**What to work on:**
Find how many lines in the data below mention "Clone". Give the number only.

Dataset entries
------------
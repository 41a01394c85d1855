//! Input sources and field classification.
//!
//! An [`Input`] holds the two mappings an HTTP form submission produces:
//! regular key/value data and uploaded file descriptors. [`Input::classify`]
//! turns a field name into a [`FieldValue`], which decides presence and the
//! comparable size used by `size`, `between`, `min` and `max`.

use std::borrow::Cow;
use std::collections::BTreeMap;
use std::path::PathBuf;

use serde::{Deserialize, Serialize};
use serde_json::{Map, Value};

use super::formats;

/// Bytes per kilobyte when comparing file sizes.
pub const BYTES_PER_KILOBYTE: u64 = 1024;

/// An uploaded file as handed over by the HTTP layer.
#[derive(Debug, Clone, PartialEq, Eq, Serialize, Deserialize)]
pub struct UploadedFile {
    /// Temporary path of the stored upload. Empty when nothing was uploaded.
    pub tmp_name: PathBuf,
    /// Upload size in bytes.
    #[serde(default)]
    pub size: u64,
    /// Client-supplied original file name.
    #[serde(default, skip_serializing_if = "Option::is_none")]
    pub name: Option<String>,
}

impl UploadedFile {
    pub fn new(tmp_name: impl Into<PathBuf>, size: u64) -> Self {
        Self {
            tmp_name: tmp_name.into(),
            size,
            name: None,
        }
    }

    /// Whether a file actually arrived (non-empty temporary path).
    pub fn is_uploaded(&self) -> bool {
        !self.tmp_name.as_os_str().is_empty()
    }

    /// Size in whole kilobytes, truncated.
    pub fn kilobytes(&self) -> u64 {
        self.size / BYTES_PER_KILOBYTE
    }
}

/// Submitted data for one validation pass.
#[derive(Debug, Clone, Default, PartialEq, Serialize, Deserialize)]
pub struct Input {
    #[serde(default)]
    data: Map<String, Value>,
    #[serde(default)]
    files: BTreeMap<String, UploadedFile>,
}

impl Input {
    pub fn new(data: Map<String, Value>) -> Self {
        Self {
            data,
            files: BTreeMap::new(),
        }
    }

    /// Input made of uploaded files only.
    pub fn from_files<I, K>(files: I) -> Self
    where
        I: IntoIterator<Item = (K, UploadedFile)>,
        K: Into<String>,
    {
        Self {
            data: Map::new(),
            files: files.into_iter().map(|(k, f)| (k.into(), f)).collect(),
        }
    }

    pub fn with_value(mut self, field: impl Into<String>, value: impl Into<Value>) -> Self {
        self.data.insert(field.into(), value.into());
        self
    }

    pub fn with_file(mut self, field: impl Into<String>, file: UploadedFile) -> Self {
        self.files.insert(field.into(), file);
        self
    }

    pub fn data(&self) -> &Map<String, Value> {
        &self.data
    }

    pub fn files(&self) -> &BTreeMap<String, UploadedFile> {
        &self.files
    }

    /// Classify a field. File uploads take precedence over data entries of
    /// the same name; `null` counts as missing.
    pub fn classify(&self, field: &str) -> FieldValue<'_> {
        if let Some(file) = self.files.get(field) {
            return FieldValue::File(file);
        }
        match self.data.get(field) {
            None | Some(Value::Null) => FieldValue::Missing,
            Some(Value::Array(items)) => FieldValue::List(items),
            Some(value) => FieldValue::Scalar(value),
        }
    }
}

impl From<Map<String, Value>> for Input {
    fn from(data: Map<String, Value>) -> Self {
        Self::new(data)
    }
}

/// A classified field, borrowed from the [`Input`] it came from.
#[derive(Debug, Clone, Copy, PartialEq)]
pub enum FieldValue<'a> {
    Missing,
    /// A string, number or boolean (objects also land here and only satisfy
    /// presence checks).
    Scalar(&'a Value),
    List(&'a [Value]),
    File(&'a UploadedFile),
}

impl<'a> FieldValue<'a> {
    /// Presence as seen by `required`: whitespace-only strings, empty lists
    /// and files without a temporary path are absent.
    pub fn is_present(&self) -> bool {
        match *self {
            Self::Missing => false,
            Self::Scalar(Value::String(s)) => !s.trim().is_empty(),
            Self::Scalar(Value::Object(map)) => !map.is_empty(),
            Self::Scalar(_) => true,
            Self::List(items) => !items.is_empty(),
            Self::File(file) => file.is_uploaded(),
        }
    }

    /// String rendering of a scalar value.
    pub fn as_text(&self) -> Option<Cow<'a, str>> {
        match *self {
            Self::Scalar(value) => render_scalar(value),
            _ => None,
        }
    }

    /// Renderings of every element: one for a scalar, one per item for a
    /// list. `None` if any element is not a scalar.
    pub fn texts(&self) -> Option<Vec<Cow<'a, str>>> {
        match *self {
            Self::Scalar(value) => render_scalar(value).map(|text| vec![text]),
            Self::List(items) => items.iter().map(render_scalar).collect(),
            Self::Missing | Self::File(_) => None,
        }
    }

    pub fn as_file(&self) -> Option<&'a UploadedFile> {
        match *self {
            Self::File(file) => Some(file),
            _ => None,
        }
    }

    /// The comparable magnitude used by the size-family rules.
    ///
    /// `numeric` is true when the field carries a `numeric` or `integer`
    /// rule; numeric scalars then compare by value. Files compare in
    /// kilobytes, lists by element count, everything else by character count
    /// of the trimmed rendering.
    pub fn size(&self, numeric: bool) -> Option<f64> {
        match *self {
            Self::Missing => None,
            Self::File(file) => Some(file.kilobytes() as f64),
            Self::List(items) => Some(items.len() as f64),
            Self::Scalar(value) => {
                if numeric {
                    if let Some(number) = formats::numeric_value(value) {
                        return Some(number);
                    }
                }
                render_scalar(value).map(|text| text.trim().chars().count() as f64)
            }
        }
    }

    /// Whether [`size`](Self::size) compares this value numerically.
    pub fn is_numeric_size(&self, numeric: bool) -> bool {
        numeric && matches!(self, Self::Scalar(value) if formats::is_numeric(value))
    }
}

/// Render a JSON scalar the way form submissions arrive: strings verbatim,
/// numbers in their shortest form, booleans as `1`/`0`.
pub(crate) fn render_scalar(value: &Value) -> Option<Cow<'_, str>> {
    match value {
        Value::String(s) => Some(Cow::Borrowed(s.as_str())),
        Value::Number(n) => Some(Cow::Owned(n.to_string())),
        Value::Bool(true) => Some(Cow::Borrowed("1")),
        Value::Bool(false) => Some(Cow::Borrowed("0")),
        Value::Null | Value::Array(_) | Value::Object(_) => None,
    }
}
------------
**Task result:**
3